Brief:
Extract, unchanged, every line from the top of the material below through the line with "let (tx, mut", and no more.

Start of Dataset records

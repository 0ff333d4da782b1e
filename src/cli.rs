use crate::converter::{convert_project_annotations, AnnotationBuckets};
use crate::merger::{CsvTextMerger, MergeError};
use crate::model::{RouterEvent, RunReport};
use crate::orchestrator::Router;
use crate::paths::ProjectPaths;
use crate::settings::SettingsHandler;
use crate::storage::S3Communication;
use anyhow::{Context, Result};
use clap::Parser;
use std::io::Write;
use std::path::PathBuf;
use tokio::sync::mpsc;

/// Output line routing for stdout/stderr writer.
enum OutputLine {
    Stdout(String),
    Stderr(String),
}

/// Spawn a blocking writer for stdout/stderr to avoid blocking async tasks.
fn spawn_output_writer() -> (
    mpsc::UnboundedSender<OutputLine>,
    tokio::task::JoinHandle<()>,
) {
    let (tx, mut rx) = mpsc::unbounded_channel::<OutputLine>();
    let handle = tokio::task::spawn_blocking(move || {
        let stdout = std::io::stdout();
        let stderr = std::io::stderr();
        let mut out = std::io::LineWriter::new(stdout.lock());
        let mut err = std::io::LineWriter::new(stderr.lock());

        while let Some(line) = rx.blocking_recv() {
            match line {
                OutputLine::Stdout(msg) => {
                    let _ = writeln!(out, "{}", msg);
                }
                OutputLine::Stderr(msg) => {
                    let _ = writeln!(err, "{}", msg);
                }
            }
        }

        let _ = out.flush();
        let _ = err.flush();
    });
    (tx, handle)
}

#[derive(Debug, Parser, Clone)]
#[command(
    name = "extraction-router",
    version,
    about = "Run a training pass through the extraction and inference services"
)]
pub struct Cli {
    /// Project to run; selects data/<project>/settings.yaml below the root folder
    #[arg(long)]
    pub project_name: String,

    /// Root folder holding the data/ and models/ trees
    #[arg(long, default_value = ".")]
    pub root: PathBuf,

    /// Main settings file (defaults to <root>/data/<project>/settings.yaml)
    #[arg(long)]
    pub settings: Option<PathBuf>,

    /// S3 settings file (defaults to <root>/data/s3_settings.yaml)
    #[arg(long)]
    pub s3_settings: Option<PathBuf>,

    /// Connect timeout for requests to the services (e.g. 5s)
    #[arg(long)]
    pub connect_timeout: Option<humantime::Duration>,

    /// Convert the annotation workbook to aggregated_annotation.csv before the run
    #[arg(long)]
    pub convert_annotations: bool,

    /// Print the run report as JSON instead of the text summary
    #[arg(long)]
    pub json: bool,

    /// Export the run report as JSON
    #[arg(long)]
    pub export_json: Option<PathBuf>,

    /// Log filter used when RUST_LOG is not set
    #[arg(long, default_value = "warn")]
    pub log_level: String,
}

/// Load settings, run the pipeline and render its outcome. Returns the run result.
pub async fn run(args: Cli) -> Result<bool> {
    let (out_tx, out_handle) = spawn_output_writer();
    let result = execute(&args, &out_tx).await;
    drop(out_tx);
    let _ = out_handle.await;
    result
}

async fn execute(args: &Cli, out_tx: &mpsc::UnboundedSender<OutputLine>) -> Result<bool> {
    let (settings, s3_settings) = settings_handler(args)
        .read_settings(&args.project_name)
        .context("failed to load settings")?;
    let paths = ProjectPaths::new(&args.project_name, &settings, &args.root)
        .with_context(|| format!("failed to prepare folders under {}", args.root.display()))?;
    let http = build_http_client(args)?;

    let s3_usage = settings.general.s3_usage;
    let interim_bucket =
        if s3_usage && !s3_settings.interim_bucket.s3_bucket_name.trim().is_empty() {
            Some(
                S3Communication::new(&s3_settings.interim_bucket)
                    .context("failed to set up the interim bucket")?,
            )
        } else {
            None
        };

    if args.convert_annotations {
        let output = if s3_usage {
            let main = S3Communication::new(&s3_settings.main_bucket)
                .context("failed to set up the main bucket")?;
            let interim = interim_bucket
                .as_ref()
                .ok_or(MergeError::MissingInterimBucket)?;
            let buckets = AnnotationBuckets {
                s3_prefix: &s3_settings.prefix,
                main: &main,
                interim,
            };
            convert_project_annotations(&paths, Some(buckets)).await
        } else {
            convert_project_annotations(&paths, None).await
        }
        .context("failed to convert annotations")?;
        let _ = out_tx.send(OutputLine::Stderr(format!(
            "Converted annotations: {}",
            output.display()
        )));
    }

    let mut merger = CsvTextMerger::new();
    if let Some(bucket) = interim_bucket.as_ref() {
        merger = merger.with_interim_bucket(bucket);
    }

    let (evt_tx, mut evt_rx) = mpsc::unbounded_channel::<RouterEvent>();
    let mut router =
        Router::new(&settings, &s3_settings, &paths, &merger, http).with_events(evt_tx);

    // The router is dropped at the end of `pipeline`, which closes the event channel.
    let pipeline = async move {
        let result = router.run().await;
        (result, router.report())
    };
    let forward = async {
        while let Some(event) = evt_rx.recv().await {
            let line = event.to_message();
            let _ = out_tx.send(if args.json {
                OutputLine::Stderr(line)
            } else {
                OutputLine::Stdout(line)
            });
        }
    };
    let ((result, report), ()) = tokio::join!(pipeline, forward);

    let success = result.context("pipeline run aborted")?;
    handle_exports(args, &report, out_tx)?;
    render_report(args, &report, out_tx)?;
    Ok(success)
}

fn settings_handler(args: &Cli) -> SettingsHandler {
    let mut handler = SettingsHandler::new(&args.root, &args.project_name);
    if let Some(path) = args.settings.as_ref() {
        handler = handler.with_main_path(path);
    }
    if let Some(path) = args.s3_settings.as_ref() {
        handler = handler.with_s3_path(path);
    }
    handler
}

fn build_http_client(args: &Cli) -> Result<reqwest::Client> {
    let mut builder = reqwest::Client::builder().user_agent(format!(
        "extraction-router/{}",
        env!("CARGO_PKG_VERSION")
    ));
    if let Some(timeout) = args.connect_timeout.as_ref() {
        builder = builder.connect_timeout(**timeout);
    }
    builder.build().context("failed to build HTTP client")
}

fn render_report(
    args: &Cli,
    report: &RunReport,
    out_tx: &mpsc::UnboundedSender<OutputLine>,
) -> Result<()> {
    if args.json {
        let out = serde_json::to_string_pretty(report)?;
        let _ = out_tx.send(OutputLine::Stdout(out));
        return Ok(());
    }
    for line in crate::text_summary::build_text_summary(report).lines {
        let _ = out_tx.send(OutputLine::Stdout(line));
    }
    Ok(())
}

/// Handle export operations requested on the command line.
fn handle_exports(
    args: &Cli,
    report: &RunReport,
    out_tx: &mpsc::UnboundedSender<OutputLine>,
) -> Result<()> {
    if let Some(path) = args.export_json.as_deref() {
        let out = serde_json::to_string_pretty(report)?;
        std::fs::write(path, out)
            .with_context(|| format!("failed to export JSON to {}", path.display()))?;
        let _ = out_tx.send(OutputLine::Stderr(format!(
            "Exported JSON: {}",
            path.display()
        )));
    }
    Ok(())
}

End of Dataset records

Task output:
repository 0ff333d4da782b1e
filename src/cli.rs
use crate::converter::{convert_project_annotations, AnnotationBuckets};
use crate::merger::{CsvTextMerger, MergeError};
use crate::model::{RouterEvent, RunReport};
use crate::orchestrator::Router;
use crate::paths::ProjectPaths;
use crate::settings::SettingsHandler;
use crate::storage::S3Communication;
use anyhow::{Context, Result};
use clap::Parser;
use std::io::Write;
use std::path::PathBuf;
use tokio::sync::mpsc;

/// Output line routing for stdout/stderr writer.
enum OutputLine {
    Stdout(String),
    Stderr(String),
}

/// Spawn a blocking writer for stdout/stderr to avoid blocking async tasks.
fn spawn_output_writer() -> (
    mpsc::UnboundedSender<OutputLine>,
    tokio::task::JoinHandle<()>,
) {
    let (tx, mut rx) = mpsc::unbounded_channel::<OutputLine>();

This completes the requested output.